ImportError If the required libraries (pyyaml, liac-arff) are not available.

Source code in asf/scenario/aslib_reader.py
def read_aslib_scenario(
    path: str,
    add_running_time_features: bool = True,
    training_par_factor: float | None = 10.0,
) -> tuple[
    pd.DataFrame,
    pd.DataFrame,
    pd.DataFrame,
    pd.DataFrame,
    dict[str, Any],
    bool,
    float,
    pd.DataFrame | None,
]:
    """
    Read an ASlib scenario from a directory.

    Parameters
    ----------
    path : str
        The path to the ASlib scenario directory.
    add_running_time_features : bool, default=True
        Whether to include running time features (feature costs).
    training_par_factor : float or None, default=10.0
        PAR factor to apply to training performance data. Timeouts (values > budget)
        are replaced with budget * training_par_factor. Set to None to disable.

    Returns
    -------
    tuple
        A tuple containing (features, performance, features_running_time, cv,
        feature_groups, maximize, budget, algorithm_features) where:
        - features: pd.DataFrame of feature values per instance.
        - performance: pd.DataFrame of algorithm performance per instance.
        - features_running_time: pd.DataFrame of feature costs per instance.
        - cv: pd.DataFrame of cross-validation fold assignments.
        - feature_groups: dict of feature group definitions.
        - maximize: bool, True if higher performance values are better.
        - budget: float, the algorithm cutoff time.
        - algorithm_features: pd.DataFrame of algorithm features, or None.

    Raises
    ------
    ImportError
        If the required libraries (pyyaml, liac-arff) are not available.
    """
    if not ASLIB_AVAILABLE:
        raise ImportError(
            "The aslib reader requires 'pyyaml' and 'liac-arff'. "
            "Install them via 'pip install asf[aslib]'."
        )

    description_path = os.path.join(path, "description.txt")
    performance_path = os.path.join(path, "algorithm_runs.arff")
    features_path = os.path.join(path, "feature_values.arff")
    features_runstatus_path = os.path.join(path, "feature_runstatus.arff")
    features_running_time_path = os.path.join(path, "feature_costs.arff")
    cv_path = os.path.join(path, "cv.arff")
    algorithm_features_path = os.path.join(path, "algorithm_feature_values.arff")
    algorithm_features_runstatus_path = os.path.join(
        path, "algorithm_feature_runstatus.arff"
    )

    # Load description file
    with open(description_path, "r") as f:
        description: dict[str, Any] = yaml.load(f, Loader=Loader)
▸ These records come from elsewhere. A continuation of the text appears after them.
//! Input validation and roster auditing.
//!
//! [`validate_input`] checks structural integrity of the inputs before a
//! model is built. Detects:
//! - Empty employee or shift-type sets
//! - Duplicate IDs
//!
//! [`audit_roster`] re-checks a produced block-local roster against every
//! labor rule of a [`RosterPolicy`]. It works on the roster alone, without
//! the solver model, so it catches extraction or model-construction bugs.

use crate::config::RosterPolicy;
use crate::models::{Employee, Roster, ShiftType, Violation, ViolationType};
use std::collections::{HashMap, HashSet};

/// Validation result.
pub type ValidationResult = Result<(), Vec<ValidationError>>;

/// A validation error.
#[derive(Debug, Clone, PartialEq)]
pub struct ValidationError {
    /// Error category.
    pub kind: ValidationErrorKind,
    /// Human-readable description.
    pub message: String,
}

/// Categories of validation errors.
#[derive(Debug, Clone, PartialEq, Eq)]
pub enum ValidationErrorKind {
    /// No employees supplied.
    NoEmployees,
    /// No shift types supplied.
    NoShiftTypes,
    /// Two entities share the same ID.
    DuplicateId,
}

impl ValidationError {
    fn new(kind: ValidationErrorKind, message: impl Into<String>) -> Self {
        Self {
            kind,
            message: message.into(),
        }
    }
}

/// Validates the inputs of a scheduling run.
///
/// # Returns
/// `Ok(())` if all checks pass, `Err(errors)` with all detected issues.
pub fn validate_input(employees: &[Employee], shift_types: &[ShiftType]) -> ValidationResult {
    let mut errors = Vec::new();

    if employees.is_empty() {
        errors.push(ValidationError::new(
            ValidationErrorKind::NoEmployees,
            "At least one employee is required",
        ));
    }
    if shift_types.is_empty() {
        errors.push(ValidationError::new(
            ValidationErrorKind::NoShiftTypes,
            "At least one shift type is required",
        ));
    }

    let mut employee_ids = HashSet::new();
    for e in employees {
        if !employee_ids.insert(e.id.as_str()) {
            errors.push(ValidationError::new(
                ValidationErrorKind::DuplicateId,
                format!("Duplicate employee ID: {}", e.id),
            ));
        }
    }

    let mut shift_ids = HashSet::new();
    for s in shift_types {
        if !shift_ids.insert(s.id.as_str()) {
            errors.push(ValidationError::new(
                ValidationErrorKind::DuplicateId,
                format!("Duplicate shift type ID: {}", s.id),
            ));
        }
    }

    if errors.is_empty() {
        Ok(())
    } else {
        Err(errors)
    }
}

/// Audits a block-local roster (days `0..days`) against the policy.
///
/// Rules are checked per block only; nothing is checked across block
/// boundaries. Returns every violation found, empty for a clean roster.
pub fn audit_roster(
    roster: &Roster,
    employees: &[Employee],
    shift_types: &[ShiftType],
    policy: &RosterPolicy,
    days: usize,
) -> Vec<Violation> {
    let mut violations = Vec::new();
    let days = days as u32;

    let known_employees: HashSet<&str> = employees.iter().map(|e| e.id.as_str()).collect();
    let known_shifts: HashSet<&str> = shift_types.iter().map(|s| s.id.as_str()).collect();

    for (emp, day, shift) in roster.iter() {
        if !known_employees.contains(emp) {
            violations.push(Violation::new(
                ViolationType::UnknownReference,
                emp,
                Some(day),
                format!("Unknown employee '{emp}'"),
            ));
        }
        if !known_shifts.contains(shift) {
            violations.push(Violation::new(
                ViolationType::UnknownReference,
                shift,
                Some(day),
                format!("Unknown shift type '{shift}' assigned to '{emp}'"),
            ));
        }
    }

    let window = policy.consecutive_window() as u32;
    let week = policy.week_length_days as u32;

    for emp in employees {
        let id = emp.id.as_str();

        let worked = roster.working_days_between(id, 0, days);
        if worked != policy.quota_days {
            violations.push(Violation::new(
                ViolationType::QuotaMismatch,
                id,
                None,
                format!("'{id}' works {worked} days, quota is {}", policy.quota_days),
            ));
        }

        if days >= window {
            for start in 0..=(days - window) {
                let count = roster.working_days_between(id, start, start + window);
                if count > policy.max_consecutive_days {
                    violations.push(Violation::new(
                        ViolationType::ConsecutiveWork,
                        id,
                        Some(start),
                        format!(
                            "'{id}' works {count} of {window} days from day {start}"
                        ),
                    ));
                }
            }
        }

        for w in 0..days / week {
            let from = w * week;
            let count = roster.working_days_between(id, from, from + week);
            if count > policy.max_days_per_week {
                violations.push(Violation::new(
                    ViolationType::WeeklyRest,
                    id,
                    Some(from),
                    format!("'{id}' works {count} days in week {}", w + 1),
                ));
            }
        }
    }

    // Coverage per (day, shift) slot
    for day in 0..days {
        let mut staffed: HashMap<&str, usize> = HashMap::new();
        for (_, shift) in roster.assignments_on(day) {
            *staffed.entry(shift).or_insert(0) += 1;
        }
        for s in shift_types {
            let count = staffed.get(s.id.as_str()).copied().unwrap_or(0);
            if count < policy.min_staff_per_shift {
                violations.push(Violation::new(
                    ViolationType::Coverage,
                    &s.id,
                    Some(day),
                    format!("'{}' on day {day} has {count} staff", s.id),
                ));
            }
            if let Some(max) = policy.max_staff_per_shift {
                if count > max {
                    violations.push(Violation::new(
                        ViolationType::CoverageCap,
                        &s.id,
                        Some(day),
                        format!("'{}' on day {day} has {count} staff, cap is {max}", s.id),
                    ));
                }
            }
        }
    }

    // Restricted shifts: first shift type matching each marker
    for marker in &policy.restricted_shifts {
        let Some(restricted) = shift_types.iter().find(|s| s.starts_at(marker.start)) else {
            continue;
        };
        for emp in employees {
            let id = emp.id.as_str();
            for day in 0..days.saturating_sub(1) {
                if roster.shift_on(id, day) != Some(restricted.id.as_str()) {
                    continue;
                }
                if let Some(next) = roster.shift_on(id, day + 1) {
                    if next != restricted.id {
                        violations.push(Violation::new(
                            ViolationType::RestrictedContinuation,
                            id,
                            Some(day),
                            format!(
                                "'{id}' works {} ({}) on day {day} then '{next}'",
                                marker.label, restricted.id
                            ),
                        ));
                    }
                }
            }
        }
    }

    violations
}
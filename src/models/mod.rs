//! Rostering domain models.
//!
//! Provides the data types that enter and leave a scheduling run. All of
//! them are read-only inputs except [`Roster`], the only value the engine
//! creates.
//!
//! | Type | Meaning |
//! |------|---------|
//! | Employee | Person that can be assigned to shifts |
//! | ShiftType | Recurring work interval (start/end time of day) |
//! | Roster | Employee → day offset → shift type |
//! | MonthBlock | Fixed-length window solved independently |

mod block;
mod employee;
mod roster;
mod shift;

pub use block::MonthBlock;
pub use employee::Employee;
pub use roster::{DayShifts, Roster, Violation, ViolationType};
pub use shift::{ShiftTime, ShiftType};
    feature_groups: dict[str, Any] = description["feature_steps"]
    algorithm_feature_groups: dict[str, Any] = description.get(
        "algorithm_feature_steps", {}
    )
    maximize: bool = description["maximize"]
    if not isinstance(maximize, bool):
        maximize = bool(maximize[0])
    budget: float = description["algorithm_cutoff_time"]

    # Load performance data
    with open(performance_path, "r") as f:
        performance_data: dict[str, Any] = load(f)
    performance = pd.DataFrame(
        performance_data["data"],
        columns=[a[0] for a in performance_data["attributes"]],  # type: ignore[arg-type]
    )

    runtime_col = description["performance_measures"][0]

    if "runstatus" in performance.columns:
        performance.loc[performance["runstatus"] != "ok", runtime_col] = budget + 1

    group_cols = ["instance_id", "algorithm"]
    performance = performance.groupby(group_cols, as_index=False)[runtime_col].mean()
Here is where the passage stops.